Mental Health Care with Your well-being in Mind! 

Being Mentally Prepared for Weight Loss Journey

A crucial component for weight loss success is mentally preparing for the changes to come. There are fundamental key points for successfully losing weight and setting the stage for positive lifestyle changes.


Losing weight is a long-term commitment, and quick fixes won’t stick. Commitment requires focus, energy (mental and physical), and strategy,

The most successful ways to stay committed are by setting achievable goals, developing action plans for reaching them, and focusing on each day instead of what’s ahead.

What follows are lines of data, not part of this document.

//! Shared application state for `aionfsd`.

use std::sync::Arc;

use aionfs_core::auth::PrincipalResolver;
use aionfs_core::lifecycle::Lifecycle;

/// Shared application state passed to all HTTP handlers.
pub struct AppState {
    /// Entry point into the core.
    pub lifecycle: Arc<Lifecycle>,
    /// Bearer token resolver. `None` runs every request anonymously.
    pub resolver: Option<Arc<dyn PrincipalResolver>>,
}

impl std::fmt::Debug for AppState {
    fn fmt(&self, f: &mut std::fmt::Formatter<'_>) -> std::fmt::Result {
        f.debug_struct("AppState")
            .field("lifecycle", &self.lifecycle)
            .field("authenticated", &self.resolver.is_some())
            .finish()
    }
}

Be 100 percent committed to your goals, so there’s no indecision about what you want to accomplish.


One should set specific realistic goals. You’ll likely stay motivated if you establish short-term milestones that help you make progress. If your goals will take months to reach, you may become discouraged and find it hard to stay on track. Make weekly weight loss your focus, not the total amount you want to lose.

Avoid trying to maintain very low caloric intake levels. Over time your metabolism may be reset at a lower level, making it increasingly difficult to lose weight. Your goals need action plans, so take the time to sit down and list what you’d like to achieve with your diet.


Low self-esteem can be a driving factor for many people who struggle with their weight. Poor body image and negative thinking can cause great distress when dieting. To lessen its effects:

Let go of any guilt associated with eating or your body image.

Avoid situations and people who shame or sabotage your efforts.

Think about how you’re motivated and set up a reward system (non-food) that help you stay on track. Make the rewards weekly so you can stay motivated!


Many people have little connection to distinguishing true hunger signals versus stress or boredom eating. Using a “hunger scale” to learn mindful eating is very beneficial.

A hunger scale determines the appetite level. It’ll help you avoid getting to the point where you are starving and will devour anything within reach.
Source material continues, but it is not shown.